Jackson Natalie, Coney Jeffrey
School of Psychology, Murdoch University, Murdoch, Western Australia 6150, Australia.
Acta Psychol (Amst). 2007 May;125(1):1-19. doi: 10.1016/j.actpsy.2006.05.003. Epub 2006 Jul 14.
Models of numerical processing vary on whether they assume common or separate processing pathways for problems represented in different surface forms. The present study employed a priming procedure, with target naming task, in an investigation of surface form effects in simple addition and multiplication operations. Participants were presented with Arabic digit and number word problems in one of three prime-target relationships, including congruent (e.g., '2+3' and '5'), incongruent (e.g., '9+7' and '5') and neutral (e.g., 'X+Y' and '5') conditions. The results revealed significant facilitatory effects in response to congruent digit stimuli at SOAs of 300 and 1000ms, in both operations. In contrast, inhibitory effects were observed in response to incongruent word stimuli in both the addition and multiplication operations at 300ms, and in the addition operation at 1000ms. The overall priming effects observed in the digit condition were significantly greater than in the word condition at 1000ms in the multiplication operation and at 300ms in the addition operation. The results provide support to separate pathway accounts of simple arithmetic processing for problems represented in different surface forms. An explanation for variation in processing due to differences in access to visual and phonological representations is provided.

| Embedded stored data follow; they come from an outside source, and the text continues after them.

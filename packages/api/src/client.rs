//! HTTP implementation of [`Backend`] on top of `reqwest`.
//!
//! On WASM `reqwest` issues requests through the browser's `fetch`, so no
//! timeouts are configured here: the platform default applies.

use reqwest::{Client, Method, RequestBuilder, Response};

use crate::backend::Backend;
use crate::error::ApiError;
use crate::models::{
    Announcement, AnnouncementDraft, Credentials, LoginResponse, Page, ProfileUpdate,
    Registration, SearchFilter, UserInfo,
};

/// JSON client for the tutoring REST API rooted at a fixed base URL.
#[derive(Clone, Debug)]
pub struct ApiClient {
    base_url: String,
    http: Client,
}

impl PartialEq for ApiClient {
    fn eq(&self, other: &Self) -> bool {
        self.base_url == other.base_url
    }
}

impl ApiClient {
    pub fn new(base_url: impl Into<String>) -> Self {
        let base_url = base_url.into().trim_end_matches('/').to_string();
        Self {
            base_url,
            http: Client::new(),
        }
    }

    pub fn base_url(&self) -> &str {
        &self.base_url
    }

    /// Absolute URL for an endpoint path such as `"announcements/add/"`.
    pub fn url(&self, path: &str) -> String {
        format!("{}/{}", self.base_url, path.trim_start_matches('/'))
    }

    async fn send(
        &self,
        method: Method,
        path: &str,
        token: Option<&str>,
        build: impl FnOnce(RequestBuilder) -> RequestBuilder,
    ) -> Result<Response, ApiError> {
        let url = self.url(path);
        let mut builder = self.http.request(method.clone(), &url);
        if let Some(token) = token {
            builder = builder.bearer_auth(token);
        }

        let response = build(builder).send().await?;
        let status = response.status();
        if !status.is_success() {
            tracing::debug!(%method, %url, status = status.as_u16(), "backend rejected request");
            return Err(ApiError::Status {
                method: method.to_string(),
                url,
                status: status.as_u16(),
            });
        }
        Ok(response)
    }
}

impl Backend for ApiClient {
    async fn login(&self, credentials: &Credentials) -> Result<LoginResponse, ApiError> {
        let response = self
            .send(Method::POST, "login/", None, |b| b.json(credentials))
            .await?;
        Ok(response.json().await?)
    }

    async fn register(&self, registration: &Registration) -> Result<(), ApiError> {
        self.send(Method::POST, "register/", None, |b| b.json(registration))
            .await?;
        Ok(())
    }

    async fn current_user(&self, token: &str) -> Result<UserInfo, ApiError> {
        let response = self
            .send(Method::GET, "user/me/", Some(token), |b| b)
            .await?;
        Ok(response.json().await?)
    }

    async fn update_profile(&self, token: &str, update: &ProfileUpdate) -> Result<(), ApiError> {
        self.send(Method::PUT, "user/edit/", Some(token), |b| b.json(update))
            .await?;
        Ok(())
    }

    async fn list_users(&self, token: &str) -> Result<Vec<UserInfo>, ApiError> {
        let response = self.send(Method::GET, "users/", Some(token), |b| b).await?;
        Ok(response.json().await?)
    }

    async fn delete_user(&self, token: &str, id: i64) -> Result<(), ApiError> {
        self.send(
            Method::DELETE,
            &format!("users/delete/{id}/"),
            Some(token),
            |b| b,
        )
        .await?;
        Ok(())
    }

    async fn list_announcements(&self, page: u32) -> Result<Page<Announcement>, ApiError> {
        let response = self
            .send(Method::GET, "announcements/", None, |b| {
                b.query(&[("page", page)])
            })
            .await?;
        Ok(response.json().await?)
    }

    async fn search_announcements(
        &self,
        filter: &SearchFilter,
    ) -> Result<Vec<Announcement>, ApiError> {
        let query = filter.query_pairs();
        let response = self
            .send(Method::GET, "announcements/search/", None, |b| b.query(&query))
            .await?;
        Ok(response.json().await?)
    }

    async fn get_announcement(&self, token: &str, id: i64) -> Result<Announcement, ApiError> {
        let response = self
            .send(Method::GET, &format!("announcements/{id}/"), Some(token), |b| b)
            .await?;
        Ok(response.json().await?)
    }

    async fn add_announcement(
        &self,
        token: &str,
        draft: &AnnouncementDraft,
    ) -> Result<(), ApiError> {
        self.send(Method::POST, "announcements/add/", Some(token), |b| {
            b.json(draft)
        })
        .await?;
        Ok(())
    }

    async fn edit_announcement(
        &self,
        token: &str,
        id: i64,
        draft: &AnnouncementDraft,
    ) -> Result<(), ApiError> {
        self.send(
            Method::PUT,
            &format!("announcements/edit/{id}/"),
            Some(token),
            |b| b.json(draft),
        )
        .await?;
        Ok(())
    }

    async fn delete_announcement(&self, token: &str, id: i64) -> Result<(), ApiError> {
        self.send(
            Method::DELETE,
            &format!("announcements/delete/{id}/"),
            Some(token),
            |b| b,
        )
        .await?;
        Ok(())
    }
}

数字处理模型在对于以不同表面形式呈现的问题是假设通用还是单独的处理路径上存在差异。本研究采用了一种启动程序,并结合目标命名任务,来调查简单加法和乘法运算中的表面形式效应。向参与者呈现阿拉伯数字和数字单词问题,它们处于三种启动-目标关系之一,包括一致(例如,“2 + 3”和“5”)、不一致(例如,“9 + 7”和“5”)和中性(例如,“X + Y”和“5”)条件。结果显示,在这两种运算中,对于300毫秒和1000毫秒的刺激呈现间隔(SOA),对一致的数字刺激有显著的促进作用。相比之下,在300毫秒时,加法和乘法运算中对不一致的单词刺激均观察到抑制作用,在1000毫秒时加法运算中也观察到抑制作用。在乘法运算中1000毫秒以及加法运算中300毫秒时,数字条件下观察到的总体启动效应显著大于单词条件下的启动效应。研究结果为不同表面形式呈现的简单算术处理的单独路径解释提供了支持。同时还提供了一个关于因视觉和语音表征获取差异导致处理变化的解释。